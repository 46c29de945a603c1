// Callback-side half of the epoch store. Everything in here runs on the audio
// thread: no logging, no error returns, no allocation outside pool misses.

use super::raw_file::RawEpochWriter;
use super::status::AcquisitionStatus;
use crate::config::TriggerConfig;
use crate::error::TriggerFault;
use crate::processing::filters::FilterInstance;
use crate::processing::triggers::pulse::{PulseTrigger, PulseTriggerConfig};
use crate::processing::triggers::TriggerInstance;

use rtrb::{Consumer, Producer, PushError};
use std::sync::{Mutex, PoisonError};

// EPOCH FRAMES ----------------------------------------------------------------

/// Pooled buffers for one epoch.
pub(crate) struct EpochFrame {
    pub samples: Vec<f32>,
    pub thresholds: Vec<f32>,
}

impl EpochFrame {
    pub fn new(num_channels: usize, epoch_samples: usize) -> Self {
        Self {
            samples: vec![0.0; num_channels * epoch_samples],
            thresholds: vec![0.0; num_channels],
        }
    }
}

/// A finished frame travelling from the callback to the control thread.
pub(crate) struct CompletedEpoch {
    pub index: usize,
    pub stimulus_index: usize,
    pub repetition_index: usize,
    pub frame: EpochFrame,
}

#[derive(Debug, Clone, Copy, PartialEq, Eq)]
pub enum RecorderPhase {
    SearchingTrigger,
    Recording,
    Paused,
    Stopped,
    Finished,
}

// TRIGGER STATE ---------------------------------------------------------------

struct TriggerState {
    detector: PulseTrigger,
    config: TriggerConfig,
    searched: usize,
    test_clock: u64,
    test_last_onset: Option<u64>,
}

impl TriggerState {
    fn new(config: TriggerConfig, epoch_samples: usize) -> Self {
        let detector = PulseTrigger::new(PulseTriggerConfig {
            level: config.level,
            cooldown_samples: epoch_samples / 2,
        });
        Self {
            detector,
            config,
            searched: 0,
            test_clock: 0,
            test_last_onset: None,
        }
    }

    fn reset(&mut self) {
        self.detector.reset();
        self.searched = 0;
        self.test_clock = 0;
        self.test_last_onset = None;
    }
}

// RECORDER --------------------------------------------------------------------

pub(crate) struct Recorder {
    num_channels: usize,
    epoch_samples: usize,
    phase: RecorderPhase,
    current: Option<EpochFrame>,
    write_pos: usize,
    next_index: usize,
    stimulus_sequence: Vec<usize>,
    repetition_sequence: Vec<usize>,
    armed: bool,
    free_rx: Consumer<EpochFrame>,
    pending_tx: Producer<CompletedEpoch>,
    writer: Option<RawEpochWriter>,
    filters: Vec<Box<dyn FilterInstance>>,
    trigger: Option<TriggerState>,
}

impl Recorder {
    pub fn new(
        num_channels: usize,
        epoch_samples: usize,
        free_rx: Consumer<EpochFrame>,
        pending_tx: Producer<CompletedEpoch>,
        filters: Vec<Box<dyn FilterInstance>>,
        trigger: Option<TriggerConfig>,
    ) -> Self {
        let trigger = trigger.map(|config| TriggerState::new(config, epoch_samples));
        let mut recorder = Self {
            num_channels,
            epoch_samples,
            phase: RecorderPhase::Recording,
            current: None,
            write_pos: 0,
            next_index: 0,
            stimulus_sequence: Vec::new(),
            repetition_sequence: Vec::new(),
            armed: false,
            free_rx,
            pending_tx,
            writer: None,
            filters,
            trigger,
        };
        recorder.phase = recorder.start_phase();
        recorder
    }

    fn start_phase(&self) -> RecorderPhase {
        if self.trigger.is_some() {
            RecorderPhase::SearchingTrigger
        } else {
            RecorderPhase::Recording
        }
    }

    pub fn phase(&self) -> RecorderPhase {
        self.phase
    }

    pub fn next_index(&self) -> usize {
        self.next_index
    }

    /// Only moves forward so indices stay strictly increasing.
    pub fn advance_next_index(&mut self, next_index: usize) {
        self.next_index = self.next_index.max(next_index);
    }

    pub fn set_writer(&mut self, writer: Option<RawEpochWriter>) -> Option<RawEpochWriter> {
        std::mem::replace(&mut self.writer, writer)
    }

    pub fn take_writer(&mut self) -> Option<RawEpochWriter> {
        self.writer.take()
    }

    pub fn is_saving(&self) -> bool {
        self.writer.is_some()
    }

    /// Pushes buffered records to disk so the stream can be read back.
    pub fn flush_writer(&mut self) -> std::io::Result<()> {
        match self.writer.as_mut() {
            Some(writer) => writer.flush(),
            None => Ok(()),
        }
    }

    /// Bounds acquisition to a stimulus sequence.
    pub fn arm(&mut self, stimulus_sequence: &[usize], repetition_sequence: &[usize]) {
        self.stimulus_sequence.clear();
        self.stimulus_sequence.extend_from_slice(stimulus_sequence);
        self.repetition_sequence.clear();
        self.repetition_sequence.extend_from_slice(repetition_sequence);
        self.armed = true;
        self.restart();
    }

    pub fn disarm(&mut self) {
        self.armed = false;
        self.stimulus_sequence.clear();
        self.repetition_sequence.clear();
    }

    pub fn is_exhausted(&self) -> bool {
        self.armed && self.next_index >= self.stimulus_sequence.len()
    }

    /// Drops the partial epoch; its index is re-used by the next epoch.
    fn discard_partial(&mut self) {
        self.write_pos = 0;
    }

    pub fn pause(&mut self) {
        self.discard_partial();
        if self.phase != RecorderPhase::Finished {
            self.phase = RecorderPhase::Paused;
        }
    }

    pub fn stop(&mut self) {
        self.discard_partial();
        if self.phase != RecorderPhase::Finished {
            self.phase = RecorderPhase::Stopped;
        }
    }

    /// Starts (or resumes) acquisition at `next_index`.
    pub fn restart(&mut self) {
        self.discard_partial();
        if let Some(trigger) = self.trigger.as_mut() {
            trigger.reset();
        }
        for filter in self.filters.iter_mut() {
            filter.reset();
        }
        self.phase = if self.is_exhausted() {
            RecorderPhase::Finished
        } else {
            self.start_phase()
        };
    }

    /// Resets counters and sequence; the writer and pool are kept.
    pub fn clear(&mut self) {
        self.next_index = 0;
        self.disarm();
        self.restart();
    }

    // ---- Callback path ----

    pub fn process_block(
        &mut self,
        buffers: &[&[f32]],
        trigger_test_mode: bool,
        thresholds: &Mutex<Vec<f32>>,
        status: &AcquisitionStatus,
    ) {
        let expected = self.num_channels + usize::from(self.trigger.is_some());
        let len = match buffers.first() {
            Some(buffer) => buffer.len(),
            None => {
                status.record_malformed_block();
                return;
            }
        };
        if buffers.len() != expected || buffers.iter().any(|b| b.len() != len) {
            status.record_malformed_block();
            return;
        }

        if trigger_test_mode {
            self.trigger_test(buffers, status);
            return;
        }

        let mut offset = 0;
        while offset < len {
            offset = match self.phase {
                RecorderPhase::SearchingTrigger => self.search_trigger(buffers, offset, status),
                RecorderPhase::Recording => self.record(buffers, offset, thresholds, status),
                RecorderPhase::Paused | RecorderPhase::Stopped | RecorderPhase::Finished => {
                    return
                }
            };
        }
    }

    fn search_trigger(
        &mut self,
        buffers: &[&[f32]],
        offset: usize,
        status: &AcquisitionStatus,
    ) -> usize {
        let Some(trigger) = self.trigger.as_mut() else {
            self.phase = RecorderPhase::Recording;
            return offset;
        };
        let trigger_buffer = buffers[self.num_channels];
        for (i, &sample) in trigger_buffer.iter().enumerate().skip(offset) {
            if trigger.detector.process_sample(sample) {
                self.phase = RecorderPhase::Recording;
                self.write_pos = 0;
                return i;
            }
            trigger.searched += 1;
            if trigger.searched >= trigger.config.search_window_samples {
                status.raise_trigger_fault(TriggerFault::FirstTriggerNotFound);
                self.phase = RecorderPhase::Stopped;
                return trigger_buffer.len();
            }
        }
        trigger_buffer.len()
    }

    fn record(
        &mut self,
        buffers: &[&[f32]],
        offset: usize,
        thresholds: &Mutex<Vec<f32>>,
        status: &AcquisitionStatus,
    ) -> usize {
        let len = buffers[0].len();
        if self.current.is_none() {
            let frame = match self.free_rx.pop() {
                Ok(frame) => frame,
                Err(_) => {
                    status.record_pool_miss();
                    EpochFrame::new(self.num_channels, self.epoch_samples)
                }
            };
            self.current = Some(frame);
        }

        let pos = self.write_pos;
        let take = (len - offset).min(self.epoch_samples - pos);

        if let Some(frame) = self.current.as_mut() {
            for (ch, buffer) in buffers.iter().take(self.num_channels).enumerate() {
                let src = &buffer[offset..offset + take];
                let start = ch * self.epoch_samples + pos;
                let dst = &mut frame.samples[start..start + take];
                match self.filters.get_mut(ch) {
                    Some(filter) => {
                        for (d, &s) in dst.iter_mut().zip(src) {
                            *d = filter.filter_sample(s);
                        }
                    }
                    None => dst.copy_from_slice(src),
                }
            }
        }

        if let Some(trigger) = self.trigger.as_mut() {
            let trigger_samples = &buffers[self.num_channels][offset..offset + take];
            for (k, &sample) in trigger_samples.iter().enumerate() {
                if trigger.detector.process_sample(sample) {
                    // Onsets belong on an epoch boundary
                    let p = pos + k;
                    let deviation = p.min(self.epoch_samples - p);
                    if deviation > trigger.config.jitter_tolerance_samples {
                        status.raise_trigger_fault(TriggerFault::JitterExceeded);
                    }
                }
            }
        }

        self.write_pos += take;
        if self.write_pos == self.epoch_samples {
            self.complete_epoch(thresholds, status);
        }
        offset + take
    }

    fn complete_epoch(&mut self, thresholds: &Mutex<Vec<f32>>, status: &AcquisitionStatus) {
        self.write_pos = 0;
        let Some(mut frame) = self.current.take() else {
            return;
        };

        {
            let live = thresholds.lock().unwrap_or_else(PoisonError::into_inner);
            for (dst, src) in frame.thresholds.iter_mut().zip(live.iter()) {
                *dst = *src;
            }
        }

        // Only this thread pushes, so a free slot now means the push succeeds.
        // A dropped epoch is neither written nor counted.
        if self.pending_tx.is_full() {
            status.raise_queue_overrun();
            self.current = Some(frame);
            self.phase = RecorderPhase::Stopped;
            return;
        }

        let index = self.next_index;
        let (stimulus_index, repetition_index) = if self.armed {
            (
                self.stimulus_sequence.get(index).copied().unwrap_or(0),
                self.repetition_sequence.get(index).copied().unwrap_or(0),
            )
        } else {
            (0, index)
        };

        let write_failed = self
            .writer
            .as_mut()
            .map_or(false, |writer| writer.write_record(&frame.samples).is_err());
        if write_failed {
            // Never keep writing into a failed stream
            self.writer = None;
            status.raise_write_failed();
        }

        let completed = CompletedEpoch {
            index,
            stimulus_index,
            repetition_index,
            frame,
        };
        if let Err(PushError::Full(dropped)) = self.pending_tx.push(completed) {
            status.raise_queue_overrun();
            self.current = Some(dropped.frame);
            self.phase = RecorderPhase::Stopped;
            return;
        }
        status.record_completed();

        self.next_index += 1;
        if self.is_exhausted() {
            self.phase = RecorderPhase::Finished;
            status.set_finished(true);
        }
    }

    fn trigger_test(&mut self, buffers: &[&[f32]], status: &AcquisitionStatus) {
        let epoch_samples = self.epoch_samples as i64;
        let trigger_buffer = buffers[self.num_channels.min(buffers.len() - 1)];
        let Some(trigger) = self.trigger.as_mut() else {
            return;
        };
        for &sample in trigger_buffer {
            trigger.test_clock += 1;
            if trigger.detector.process_sample(sample) {
                if let Some(last) = trigger.test_last_onset {
                    let interval = (trigger.test_clock - last) as i64;
                    let deviation = (interval - epoch_samples).unsigned_abs() as usize;
                    status.record_trigger_test(deviation <= trigger.config.jitter_tolerance_samples);
                }
                trigger.test_last_onset = Some(trigger.test_clock);
            } else if trigger.test_last_onset.is_none()
                && trigger.test_clock >= trigger.config.search_window_samples as u64
            {
                status.raise_trigger_fault(TriggerFault::FirstTriggerNotFound);
            }
        }
    }
}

• • • • •

-- TRY IT --
Quote exactly the first line of the entries and every line after it, stopping with the line that contains "let detector = PulseTrigger::new(PulseTriggerConfig".

-- TASK OUTPUT --
repository 46c29de945a603c1
// Callback-side half of the epoch store. Everything in here runs on the audio
// thread: no logging, no error returns, no allocation outside pool misses.

use super::raw_file::RawEpochWriter;
use super::status::AcquisitionStatus;
use crate::config::TriggerConfig;
use crate::error::TriggerFault;
use crate::processing::filters::FilterInstance;
use crate::processing::triggers::pulse::{PulseTrigger, PulseTriggerConfig};
use crate::processing::triggers::TriggerInstance;

use rtrb::{Consumer, Producer, PushError};
use std::sync::{Mutex, PoisonError};

// EPOCH FRAMES ----------------------------------------------------------------

/// Pooled buffers for one epoch.
pub(crate) struct EpochFrame {
    pub samples: Vec<f32>,
    pub thresholds: Vec<f32>,
}

impl EpochFrame {
    pub fn new(num_channels: usize, epoch_samples: usize) -> Self {
        Self {
            samples: vec![0.0; num_channels * epoch_samples],
            thresholds: vec![0.0; num_channels],
        }
    }
}

/// A finished frame travelling from the callback to the control thread.
pub(crate) struct CompletedEpoch {
    pub index: usize,
    pub stimulus_index: usize,
    pub repetition_index: usize,
    pub frame: EpochFrame,
}

#[derive(Debug, Clone, Copy, PartialEq, Eq)]
pub enum RecorderPhase {
    SearchingTrigger,
    Recording,
    Paused,
    Stopped,
    Finished,
}

// TRIGGER STATE ---------------------------------------------------------------

struct TriggerState {
    detector: PulseTrigger,
    config: TriggerConfig,
    searched: usize,
    test_clock: u64,
    test_last_onset: Option<u64>,
}

impl TriggerState {
    fn new(config: TriggerConfig, epoch_samples: usize) -> Self {
        let detector = PulseTrigger::new(PulseTriggerConfig {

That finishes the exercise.